Which lines of the entries below hold the word "Option"? Report each of them.

*** RECORDS FOR PROCESSING ***

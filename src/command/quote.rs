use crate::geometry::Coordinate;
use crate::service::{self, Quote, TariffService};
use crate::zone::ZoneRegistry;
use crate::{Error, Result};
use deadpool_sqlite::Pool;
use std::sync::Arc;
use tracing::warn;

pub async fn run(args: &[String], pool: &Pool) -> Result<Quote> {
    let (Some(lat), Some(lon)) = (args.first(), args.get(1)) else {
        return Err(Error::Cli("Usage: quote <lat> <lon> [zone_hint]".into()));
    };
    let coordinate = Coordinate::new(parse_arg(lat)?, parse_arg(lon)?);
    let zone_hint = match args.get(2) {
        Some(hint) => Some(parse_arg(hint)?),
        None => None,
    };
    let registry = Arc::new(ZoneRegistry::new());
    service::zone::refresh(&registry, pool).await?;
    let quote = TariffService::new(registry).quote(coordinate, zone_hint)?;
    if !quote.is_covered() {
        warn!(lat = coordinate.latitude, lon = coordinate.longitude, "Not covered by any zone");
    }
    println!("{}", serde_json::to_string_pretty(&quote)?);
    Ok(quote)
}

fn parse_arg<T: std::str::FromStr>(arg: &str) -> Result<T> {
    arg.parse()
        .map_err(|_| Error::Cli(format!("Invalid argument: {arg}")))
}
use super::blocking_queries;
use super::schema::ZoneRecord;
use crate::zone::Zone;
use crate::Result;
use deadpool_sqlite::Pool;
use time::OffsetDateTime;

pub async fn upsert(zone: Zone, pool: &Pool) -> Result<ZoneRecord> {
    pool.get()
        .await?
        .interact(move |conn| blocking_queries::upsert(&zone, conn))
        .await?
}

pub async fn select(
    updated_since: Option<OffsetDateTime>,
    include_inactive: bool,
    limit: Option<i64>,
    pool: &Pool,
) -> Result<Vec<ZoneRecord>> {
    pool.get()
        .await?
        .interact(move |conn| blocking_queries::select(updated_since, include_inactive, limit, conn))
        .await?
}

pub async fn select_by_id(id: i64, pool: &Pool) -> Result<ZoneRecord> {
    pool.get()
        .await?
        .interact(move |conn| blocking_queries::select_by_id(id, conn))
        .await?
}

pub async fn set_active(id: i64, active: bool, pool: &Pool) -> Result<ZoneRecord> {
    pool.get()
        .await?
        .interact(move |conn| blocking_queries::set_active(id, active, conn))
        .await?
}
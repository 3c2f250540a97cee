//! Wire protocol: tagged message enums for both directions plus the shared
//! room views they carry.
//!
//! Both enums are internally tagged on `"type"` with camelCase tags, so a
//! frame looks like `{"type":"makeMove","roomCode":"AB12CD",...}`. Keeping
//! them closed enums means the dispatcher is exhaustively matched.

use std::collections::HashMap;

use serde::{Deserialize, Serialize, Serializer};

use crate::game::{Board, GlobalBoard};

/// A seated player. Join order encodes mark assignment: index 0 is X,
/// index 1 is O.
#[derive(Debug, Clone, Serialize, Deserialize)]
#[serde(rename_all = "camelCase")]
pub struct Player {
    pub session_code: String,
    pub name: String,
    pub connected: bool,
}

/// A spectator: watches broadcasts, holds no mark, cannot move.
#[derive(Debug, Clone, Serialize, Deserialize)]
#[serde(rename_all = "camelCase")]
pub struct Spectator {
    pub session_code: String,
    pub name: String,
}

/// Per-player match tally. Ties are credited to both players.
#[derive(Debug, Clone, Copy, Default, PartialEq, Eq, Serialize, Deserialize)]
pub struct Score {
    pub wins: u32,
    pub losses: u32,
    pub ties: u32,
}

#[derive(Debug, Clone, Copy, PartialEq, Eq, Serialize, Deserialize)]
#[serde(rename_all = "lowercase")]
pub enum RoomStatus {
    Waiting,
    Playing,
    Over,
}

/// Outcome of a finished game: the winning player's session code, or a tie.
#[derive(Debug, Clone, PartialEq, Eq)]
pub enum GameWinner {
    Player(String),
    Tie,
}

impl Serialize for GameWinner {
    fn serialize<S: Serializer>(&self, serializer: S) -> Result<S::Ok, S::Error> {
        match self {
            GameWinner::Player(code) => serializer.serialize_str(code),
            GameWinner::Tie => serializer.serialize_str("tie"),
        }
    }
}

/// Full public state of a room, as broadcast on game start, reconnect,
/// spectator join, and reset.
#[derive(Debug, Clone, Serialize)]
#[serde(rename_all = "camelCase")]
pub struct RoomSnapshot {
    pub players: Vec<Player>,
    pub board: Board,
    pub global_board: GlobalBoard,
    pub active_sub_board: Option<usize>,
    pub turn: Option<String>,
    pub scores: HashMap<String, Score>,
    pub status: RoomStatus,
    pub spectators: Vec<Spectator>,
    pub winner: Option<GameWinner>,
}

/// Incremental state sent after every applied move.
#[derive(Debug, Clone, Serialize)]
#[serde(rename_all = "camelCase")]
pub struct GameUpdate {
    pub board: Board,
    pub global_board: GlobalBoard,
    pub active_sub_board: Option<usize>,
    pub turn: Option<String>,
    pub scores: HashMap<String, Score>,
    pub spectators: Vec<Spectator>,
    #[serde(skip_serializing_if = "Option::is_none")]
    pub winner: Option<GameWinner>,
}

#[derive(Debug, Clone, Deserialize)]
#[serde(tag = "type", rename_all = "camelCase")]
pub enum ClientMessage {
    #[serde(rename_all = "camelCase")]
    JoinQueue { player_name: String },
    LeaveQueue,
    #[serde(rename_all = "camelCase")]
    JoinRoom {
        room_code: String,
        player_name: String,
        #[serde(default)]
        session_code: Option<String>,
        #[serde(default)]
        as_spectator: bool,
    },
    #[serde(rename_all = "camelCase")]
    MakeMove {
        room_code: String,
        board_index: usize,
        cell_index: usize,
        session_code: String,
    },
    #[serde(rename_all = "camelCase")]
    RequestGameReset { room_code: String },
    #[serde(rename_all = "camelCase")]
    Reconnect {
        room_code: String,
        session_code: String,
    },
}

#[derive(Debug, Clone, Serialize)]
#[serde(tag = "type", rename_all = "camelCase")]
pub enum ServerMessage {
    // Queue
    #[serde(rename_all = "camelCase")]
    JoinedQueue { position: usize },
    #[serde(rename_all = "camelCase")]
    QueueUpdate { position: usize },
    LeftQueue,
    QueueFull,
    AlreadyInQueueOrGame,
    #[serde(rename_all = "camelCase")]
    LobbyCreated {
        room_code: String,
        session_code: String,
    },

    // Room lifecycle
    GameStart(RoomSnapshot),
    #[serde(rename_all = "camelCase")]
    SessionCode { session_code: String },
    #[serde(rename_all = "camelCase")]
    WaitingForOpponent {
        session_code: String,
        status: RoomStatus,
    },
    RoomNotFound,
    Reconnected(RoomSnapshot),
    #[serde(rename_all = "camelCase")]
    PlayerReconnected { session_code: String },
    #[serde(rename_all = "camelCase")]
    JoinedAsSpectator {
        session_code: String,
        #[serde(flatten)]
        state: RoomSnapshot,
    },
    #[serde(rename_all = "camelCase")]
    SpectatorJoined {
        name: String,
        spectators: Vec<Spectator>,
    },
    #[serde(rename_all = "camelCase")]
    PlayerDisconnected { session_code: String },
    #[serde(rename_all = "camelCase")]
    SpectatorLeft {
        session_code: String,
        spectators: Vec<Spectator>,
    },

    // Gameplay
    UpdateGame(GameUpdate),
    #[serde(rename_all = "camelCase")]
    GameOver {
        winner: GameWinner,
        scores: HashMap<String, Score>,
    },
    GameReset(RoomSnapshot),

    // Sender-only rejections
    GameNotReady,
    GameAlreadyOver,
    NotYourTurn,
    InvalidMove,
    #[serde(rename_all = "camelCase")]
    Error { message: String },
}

*** End of RECORDS FOR PROCESSING ***

» **FINISHED TASK**:
    updated_since: Option<OffsetDateTime>,
    limit: Option<i64>,
    pub active_sub_board: Option<usize>,
    pub turn: Option<String>,
    pub winner: Option<GameWinner>,
    pub active_sub_board: Option<usize>,
    pub turn: Option<String>,
    #[serde(skip_serializing_if = "Option::is_none")]
    pub winner: Option<GameWinner>,
        session_code: Option<String>,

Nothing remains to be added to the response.